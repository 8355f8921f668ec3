//! Recent-query window for the console session.

use std::collections::VecDeque;

use chrono::Utc;

use crate::config::QUERY_HISTORY_CAP;

#[derive(Debug, Clone, PartialEq)]
pub struct HistoryEntry {
    pub query: String,
    pub mode: String,
    pub result: String,
    pub timestamp: String,
}

/// The last [`QUERY_HISTORY_CAP`] queries, oldest evicted first.
#[derive(Debug, Default)]
pub struct QueryHistory {
    entries: VecDeque<HistoryEntry>,
}

impl QueryHistory {
    pub fn new() -> Self {
        Self {
            entries: VecDeque::with_capacity(QUERY_HISTORY_CAP),
        }
    }

    pub fn push(&mut self, query: &str, mode: &str, result: &str) {
        if self.entries.len() >= QUERY_HISTORY_CAP {
            self.entries.pop_front();
        }
        self.entries.push_back(HistoryEntry {
            query: query.to_string(),
            mode: mode.to_string(),
            result: result.to_string(),
            timestamp: Utc::now().to_rfc3339(),
        });
    }

    /// Newest first, for display.
    pub fn iter_recent(&self) -> impl Iterator<Item = &HistoryEntry> {
        self.entries.iter().rev()
    }

    pub fn len(&self) -> usize {
        self.entries.len()
    }

    pub fn is_empty(&self) -> bool {
        self.entries.is_empty()
    }

    pub fn clear(&mut self) {
        self.entries.clear();
    }
}
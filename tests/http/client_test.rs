//! `ApiClient` driven against a served router, the way the console uses it.

use std::sync::Arc;
use std::time::Duration;

use ragbridge::poller::{self, PollEvent, StatusSource};
use ragbridge::structures::QueryMode;

use super::serve_app;

#[tokio::test]
async fn narrated_query_returns_the_engine_answer_unmodified() {
    let (client, app) = serve_app().await;

    let body = client
        .query_narrated("what do the quarterly results show?", QueryMode::Global, "default")
        .await
        .unwrap();

    assert_eq!(body["status"], "success");
    assert_eq!(body["mode"], "global");
    assert_eq!(
        body["result"],
        *app.engine.answer.lock().unwrap(),
        "the narration must not touch the answer"
    );

    let seen = app.engine.last_query.lock().unwrap().clone();
    let (query, mode, kb) = seen.expect("engine saw the query");
    assert_eq!(query, "what do the quarterly results show?");
    assert_eq!(mode, QueryMode::Global);
    assert_eq!(kb, "default");
}

#[tokio::test]
async fn narrated_query_surfaces_upstream_errors() {
    let (client, app) = serve_app().await;
    app.engine
        .healthy
        .store(false, std::sync::atomic::Ordering::SeqCst);

    let err = client
        .query_narrated("anything", QueryMode::Hybrid, "default")
        .await
        .unwrap_err();
    assert!(err.contains("503"), "got {}", err);
    assert!(err.contains("connection refused"), "got {}", err);
}

#[tokio::test]
async fn watch_to_completion_then_list_shows_the_finished_file() {
    let (client, _app) = serve_app().await;

    let dir = tempfile::tempdir().unwrap();
    let doc = dir.path().join("quarterly.txt");
    tokio::fs::write(&doc, b"quarterly revenue grew in every region")
        .await
        .unwrap();

    let report = client.upload("default", &[doc]).await.unwrap();
    let key = report["files"][0]["safe_filename"]
        .as_str()
        .expect("upload reports the stored key")
        .to_string();

    client.start_parse(&key, "default").await.unwrap();

    let source: Arc<dyn StatusSource> = Arc::new(client.clone());
    let mut handle = poller::watch(source, key.clone());
    let outcome = tokio::time::timeout(Duration::from_secs(60), async {
        loop {
            match handle.next_event().await {
                Some(PollEvent::Progress { .. }) => continue,
                other => break other,
            }
        }
    })
    .await
    .expect("ingestion finished within the deadline");
    assert!(matches!(outcome, Some(PollEvent::Completed)), "got {:?}", outcome);

    // the console refreshes its listing on completion; the refreshed view
    // must already show the terminal state
    let details = client.file_details(&key).await.unwrap();
    let kb = details["knowledge_base"]
        .as_str()
        .expect("details carry the knowledge base")
        .to_string();
    assert_eq!(kb, "default");

    let files = client.list_files(&kb).await.unwrap();
    let entry = files
        .iter()
        .find(|f| f["safe_filename"].as_str() == Some(key.as_str()))
        .expect("refreshed listing includes the ingested file");
    assert_eq!(entry["status"], "completed");
    assert_eq!(entry["progress"], 100);
}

....................

_TO DO_.
Output the data once more, exactly as given.

_EXERCISE SOLUTION_.
repository 8355f8921f668ec3
//! Recent-query window for the console session.

use std::collections::VecDeque;

use chrono::Utc;

use crate::config::QUERY_HISTORY_CAP;

#[derive(Debug, Clone, PartialEq)]
pub struct HistoryEntry {
    pub query: String,
    pub mode: String,
    pub result: String,
    pub timestamp: String,
}

/// The last [`QUERY_HISTORY_CAP`] queries, oldest evicted first.
#[derive(Debug, Default)]
pub struct QueryHistory {
    entries: VecDeque<HistoryEntry>,
}

impl QueryHistory {
    pub fn new() -> Self {
        Self {
            entries: VecDeque::with_capacity(QUERY_HISTORY_CAP),
        }
    }

    pub fn push(&mut self, query: &str, mode: &str, result: &str) {
        if self.entries.len() >= QUERY_HISTORY_CAP {
            self.entries.pop_front();
        }
        self.entries.push_back(HistoryEntry {
            query: query.to_string(),
            mode: mode.to_string(),
            result: result.to_string(),
            timestamp: Utc::now().to_rfc3339(),
        });
    }

    /// Newest first, for display.
    pub fn iter_recent(&self) -> impl Iterator<Item = &HistoryEntry> {
        self.entries.iter().rev()
    }

    pub fn len(&self) -> usize {
        self.entries.len()
    }

    pub fn is_empty(&self) -> bool {
        self.entries.is_empty()
    }

    pub fn clear(&mut self) {
        self.entries.clear();
    }
}
filename tests/http/client_test.rs
//! `ApiClient` driven against a served router, the way the console uses it.

use std::sync::Arc;
use std::time::Duration;

use ragbridge::poller::{self, PollEvent, StatusSource};
use ragbridge::structures::QueryMode;

use super::serve_app;

#[tokio::test]
async fn narrated_query_returns_the_engine_answer_unmodified() {
    let (client, app) = serve_app().await;

    let body = client
        .query_narrated("what do the quarterly results show?", QueryMode::Global, "default")
        .await
        .unwrap();

    assert_eq!(body["status"], "success");
    assert_eq!(body["mode"], "global");
    assert_eq!(
        body["result"],
        *app.engine.answer.lock().unwrap(),
        "the narration must not touch the answer"
    );

    let seen = app.engine.last_query.lock().unwrap().clone();
    let (query, mode, kb) = seen.expect("engine saw the query");
    assert_eq!(query, "what do the quarterly results show?");
    assert_eq!(mode, QueryMode::Global);
    assert_eq!(kb, "default");
}

#[tokio::test]
async fn narrated_query_surfaces_upstream_errors() {
    let (client, app) = serve_app().await;
    app.engine
        .healthy
        .store(false, std::sync::atomic::Ordering::SeqCst);

    let err = client
        .query_narrated("anything", QueryMode::Hybrid, "default")
        .await
        .unwrap_err();
    assert!(err.contains("503"), "got {}", err);
    assert!(err.contains("connection refused"), "got {}", err);
}

#[tokio::test]
async fn watch_to_completion_then_list_shows_the_finished_file() {
    let (client, _app) = serve_app().await;

    let dir = tempfile::tempdir().unwrap();
    let doc = dir.path().join("quarterly.txt");
    tokio::fs::write(&doc, b"quarterly revenue grew in every region")
        .await
        .unwrap();

    let report = client.upload("default", &[doc]).await.unwrap();
    let key = report["files"][0]["safe_filename"]
        .as_str()
        .expect("upload reports the stored key")
        .to_string();

    client.start_parse(&key, "default").await.unwrap();

    let source: Arc<dyn StatusSource> = Arc::new(client.clone());
    let mut handle = poller::watch(source, key.clone());
    let outcome = tokio::time::timeout(Duration::from_secs(60), async {
        loop {
            match handle.next_event().await {
                Some(PollEvent::Progress { .. }) => continue,
                other => break other,
            }
        }
    })
    .await
    .expect("ingestion finished within the deadline");
    assert!(matches!(outcome, Some(PollEvent::Completed)), "got {:?}", outcome);

    // the console refreshes its listing on completion; the refreshed view
    // must already show the terminal state
    let details = client.file_details(&key).await.unwrap();
    let kb = details["knowledge_base"]
        .as_str()
        .expect("details carry the knowledge base")
        .to_string();
    assert_eq!(kb, "default");

    let files = client.list_files(&kb).await.unwrap();
    let entry = files
        .iter()
        .find(|f| f["safe_filename"].as_str() == Some(key.as_str()))
        .expect("refreshed listing includes the ingested file");
    assert_eq!(entry["status"], "completed");
    assert_eq!(entry["progress"], 100);
}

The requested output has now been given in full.